Lorsqu’on refuse l’admission aux personnes titulaires d’un doctorat « parce qu’on ne peut pas retenir tous les bons candidats » et que, pourtant, des jeunes des programmes préuniversitaires sont admis, les universités sont malhonnêtes. Nous devons d’abord décider du nombre de chercheurs, de spécialistes et de médecins généralistes dont nous avons besoin. Les critères de sélection pour chacun sont différents.

L’offre future de médecins qui traitent réellement les patients est menacée. Le nombre de postes administratifs et de recherche est plus élevé que jamais. En ayant un plus grand nombre de spécialités, la médecine moderne utilise aujourd’hui plus de main-d’oeuvre que dans le passé pour traiter le même problème. Il y a aussi l’enjeu des réalités démographiques liées au nombre croissant de femmes médecins et de ménages composés de deux professionnels. Pour des raisons familiales, plusieurs choisissent de travailler à temps partiel sans que cela nuise à leur revenu. Si l’on prend en considération le temps consacré au soin des enfants, le temps de travail professionnel diminue encore plus.

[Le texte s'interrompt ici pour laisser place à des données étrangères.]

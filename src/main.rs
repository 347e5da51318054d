//! shellgauge — exposes the output of shell commands as Prometheus gauges.
//!
//! Every configured probe is a shell command whose stdout is parsed as a
//! float and served on `/metrics`. Probes that fail or print non-numeric
//! output are withdrawn from the exposition until they recover; only the
//! latest sample per probe is ever retained.

mod config;
mod registry;
mod sampler;
mod server;

use std::future::IntoFuture;
use std::path::PathBuf;
use std::sync::Arc;
use std::time::Duration;

use anyhow::{Context, Result};
use clap::Parser;
use tracing::debug;

use config::Config;
use registry::GaugeRegistry;
use sampler::ProbeEntry;

/// Exposes the output of shell commands as Prometheus gauges
#[derive(Parser, Debug)]
#[command(name = "shellgauge")]
#[command(author, version, about, long_about = None)]
struct Args {
    /// Path to the TOML config file
    #[arg(short, long)]
    config: PathBuf,

    /// Enable debug output
    #[arg(short, long)]
    verbose: bool,
}

#[tokio::main]
async fn main() -> Result<()> {
    let args = Args::parse();

    let level = if args.verbose {
        tracing::Level::DEBUG
    } else {
        tracing::Level::ERROR
    };
    tracing_subscriber::fmt()
        .with_max_level(level)
        .with_writer(std::io::stderr)
        .init();

    // ── 1. Load and validate configuration ───────────────────────
    let config = Config::load(&args.config)
        .with_context(|| format!("failed to load config from {}", args.config.display()))?;

    let port = config.port;
    let period = Duration::from_secs(config.update_period_sec);

    // ── 2. Build shared registry and one entry per probe ─────────
    let registry = Arc::new(GaugeRegistry::new());
    let entries: Vec<ProbeEntry> = config.metrics.into_iter().map(ProbeEntry::new).collect();

    // ── 3. Bind the exposition endpoint ──────────────────────────
    let listener = tokio::net::TcpListener::bind(("0.0.0.0", port))
        .await
        .with_context(|| format!("failed to bind port {port}"))?;

    debug!(
        "running on port {} with update period {}s",
        port,
        period.as_secs()
    );

    // ── 4. Serve scrapes while the update loop samples forever ───
    let app = server::create_router(registry.clone());

    tokio::select! {
        res = axum::serve(listener, app).into_future() => res.context("metrics server exited")?,
        res = sampler::run(entries, period, registry) => res.context("update loop aborted")?,
    }

    Ok(())
}
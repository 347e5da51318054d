use std::collections::HashSet;
use std::path::Path;

use serde::Deserialize;
use thiserror::Error;

// ─── Probe definitions ───────────────────────────────────────────

/// One configured probe: a shell command whose stdout is a gauge sample.
/// Immutable after load; `name` is the registry key for the process
/// lifetime.
#[derive(Debug, Clone, Deserialize)]
pub struct ProbeDefinition {
    /// Metric name, e.g. "raid_degraded"
    pub name: String,
    /// Help text shown next to the metric in the exposition output
    pub help: String,
    /// Shell command line, run through `sh -c`
    pub cmd: String,
}

// ─── Config document ─────────────────────────────────────────────

/// The whole TOML config file.
///
/// ```toml
/// update_period_sec = 5
/// port = 9300
///
/// [[metrics]]
/// name = "up"
/// help = "Whether the box considers itself up"
/// cmd  = "echo 1"
/// ```
#[derive(Debug, Deserialize)]
pub struct Config {
    /// Seconds between full sampling passes, lower bound 1
    pub update_period_sec: u64,
    /// TCP port for the HTTP listener
    pub port: u16,
    /// Ordered list of probes; sampled in this order every pass
    #[serde(default)]
    pub metrics: Vec<ProbeDefinition>,
}

#[derive(Debug, Error)]
pub enum ConfigError {
    #[error("cannot read config file: {0}")]
    Io(#[from] std::io::Error),
    #[error("malformed config: {0}")]
    Parse(#[from] toml::de::Error),
    #[error("update_period_sec must be at least 1")]
    InvalidPeriod,
    #[error("probe `{0}` is not a valid metric name")]
    InvalidName(String),
    #[error("duplicate probe name `{0}`")]
    DuplicateName(String),
}

impl Config {
    /// Read and validate the config file. Any error here is fatal at
    /// startup — the caller reports it and exits.
    pub fn load(path: &Path) -> Result<Self, ConfigError> {
        let raw = std::fs::read_to_string(path)?;
        Self::parse(&raw)
    }

    fn parse(raw: &str) -> Result<Self, ConfigError> {
        let config: Config = toml::from_str(raw)?;
        config.validate()?;
        Ok(config)
    }

    fn validate(&self) -> Result<(), ConfigError> {
        if self.update_period_sec == 0 {
            return Err(ConfigError::InvalidPeriod);
        }

        let mut seen = HashSet::new();
        for probe in &self.metrics {
            if !is_valid_metric_name(&probe.name) {
                return Err(ConfigError::InvalidName(probe.name.clone()));
            }
            if !seen.insert(probe.name.as_str()) {
                return Err(ConfigError::DuplicateName(probe.name.clone()));
            }
        }
        Ok(())
    }
}

/// Prometheus metric name charset: `[a-zA-Z_:][a-zA-Z0-9_:]*`
fn is_valid_metric_name(name: &str) -> bool {
    let mut chars = name.chars();
    match chars.next() {
        Some(c) if c.is_ascii_alphabetic() || c == '_' || c == ':' => {}
        _ => return false,
    }
    chars.all(|c| c.is_ascii_alphanumeric() || c == '_' || c == ':')
}

// ─── Tests ───────────────────────────────────────────────────────

#[cfg(test)]
mod tests {
    use super::*;

    #[test]
    fn parses_full_config() {
        let cfg = Config::parse(
            r#"
            update_period_sec = 5
            port = 9300

            [[metrics]]
            name = "up"
            help = "Whether the box considers itself up"
            cmd  = "echo 1"

            [[metrics]]
            name = "load_avg_1m"
            help = "1-minute load average"
            cmd  = "cut -d' ' -f1 /proc/loadavg"
            "#,
        )
        .unwrap();

        assert_eq!(cfg.update_period_sec, 5);
        assert_eq!(cfg.port, 9300);
        assert_eq!(cfg.metrics.len(), 2);
        assert_eq!(cfg.metrics[0].name, "up");
        assert_eq!(cfg.metrics[1].cmd, "cut -d' ' -f1 /proc/loadavg");
    }

    #[test]
    fn empty_probe_list_is_allowed() {
        let cfg = Config::parse("update_period_sec = 1\nport = 9300\n").unwrap();
        assert!(cfg.metrics.is_empty());
    }

    #[test]
    fn rejects_zero_period() {
        let err = Config::parse("update_period_sec = 0\nport = 9300\n").unwrap_err();
        assert!(matches!(err, ConfigError::InvalidPeriod));
    }

    #[test]
    fn rejects_negative_period() {
        // u64 deserialization refuses negatives before validation runs
        let err = Config::parse("update_period_sec = -5\nport = 9300\n").unwrap_err();
        assert!(matches!(err, ConfigError::Parse(_)));
    }

    #[test]
    fn rejects_missing_port() {
        let err = Config::parse("update_period_sec = 5\n").unwrap_err();
        assert!(matches!(err, ConfigError::Parse(_)));
    }

    #[test]
    fn rejects_duplicate_probe_names() {
        let err = Config::parse(
            r#"
            update_period_sec = 5
            port = 9300

            [[metrics]]
            name = "up"
            help = "first"
            cmd  = "echo 1"

            [[metrics]]
            name = "up"
            help = "second"
            cmd  = "echo 2"
            "#,
        )
        .unwrap_err();
        assert!(matches!(err, ConfigError::DuplicateName(name) if name == "up"));
    }

    #[test]
    fn rejects_invalid_metric_names() {
        for bad in ["", "1up", "has-dash", "has space", "ünïcode"] {
            let raw = format!(
                "update_period_sec = 5\nport = 9300\n\n[[metrics]]\nname = \"{bad}\"\nhelp = \"h\"\ncmd = \"echo 1\"\n"
            );
            let err = Config::parse(&raw).unwrap_err();
            assert!(
                matches!(err, ConfigError::InvalidName(_)),
                "expected `{bad}` to be rejected"
            );
        }
    }

    #[test]
    fn accepts_colon_and_underscore_names() {
        assert!(is_valid_metric_name("node:raid_degraded"));
        assert!(is_valid_metric_name("_private"));
    }
}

À moins que nous ne tenions éventuellement compte de ces réalités, les problèmes actuels de main-d’oeuvre d’aujourd’hui paraîtront bien mineurs comparativement à ceux de demain.

De par leur nature, les centres universitaires sont axés sur la spécialisation et ils se vantent de leur approche « d’équipe ». Mais toute équipe a besoin d’un capitaine, et la médecine n’en a pas. Les médecins généralistes qui pourraient remplir ce rôle hésitent ou ne sont pas les bienvenus. La médecine est le seul domaine dont les activités sont contrôlées par les personnes ayant la perspective la plus étroite. Comment peut-on s’attendre à former les généralistes dont nous avons besoin pour les soins primaires, si les mentors sont des spécialistes?

Une bonne partie de l’engorgement des urgences est liée à une mauvaise gestion. Le problème se situe autour des médecins qui travaillent à temps partiel, qui ne prennent pas de décisions, qui se préoccupent des conséquences désastreuses d’un diagnostic rare qu’ils pourraient manquer et qui sont réticents à faire le suivi des patients.

Nous sommes en train de produire toute une génération de médecins qui se comportent en bureaucrates. La population a besoin de médecins qui sont disponibles, affables et qui prennent des décisions en fonction des besoins des patients, non en fonction de protocoles.

Auparavant, le travail du chercheur entrait dans la sphère publique après un important processus d’évaluation par les pairs. De nos jours, c’est une affaire de marketing. Le premier à passer à la télévision, à exagérer le problème et à prétendre avoir le remède idéal, détermine qui obtient les fonds. Les divers organismes de bienfaisance du secteur médical sont également responsables. Ils exagèrent constamment les risques de tel ou tel autre problème de santé, nous demandent de changer notre comportement et nous font craindre la mort si nous n’obéissons pas. La propagande liée à cette « évangélisation médicale » fait augmenter indûment les coûts de santé.

Les nouvelles du domaine de la santé font vendre des journaux dans notre société narcissique. Trop souvent, toutefois, les médias ne font que régurgiter ce qu’on leur envoie. Nous n’assistons pas à une explosion de nouveaux renseignements, mais plutôt à une surabondance des mêmes idées qui reviennent. Les médias pourraient améliorer leur communication des informations en ayant un meilleur esprit critique.

Si nous refusons de reconnaître honnêtement tous ces maux, l’assurance maladie que nous chérissons tant disparaîtra.

* Traduction du texte original « What ails medicare: a doctor’s diagnosis », transmis initialement en anglais à la rédaction.

Précision : Les opinions des auteurs de la section Perspectives ne sont pas des positions officielles du magazine Santé inc., de l’Association médicale canadienne ou de ses filiales.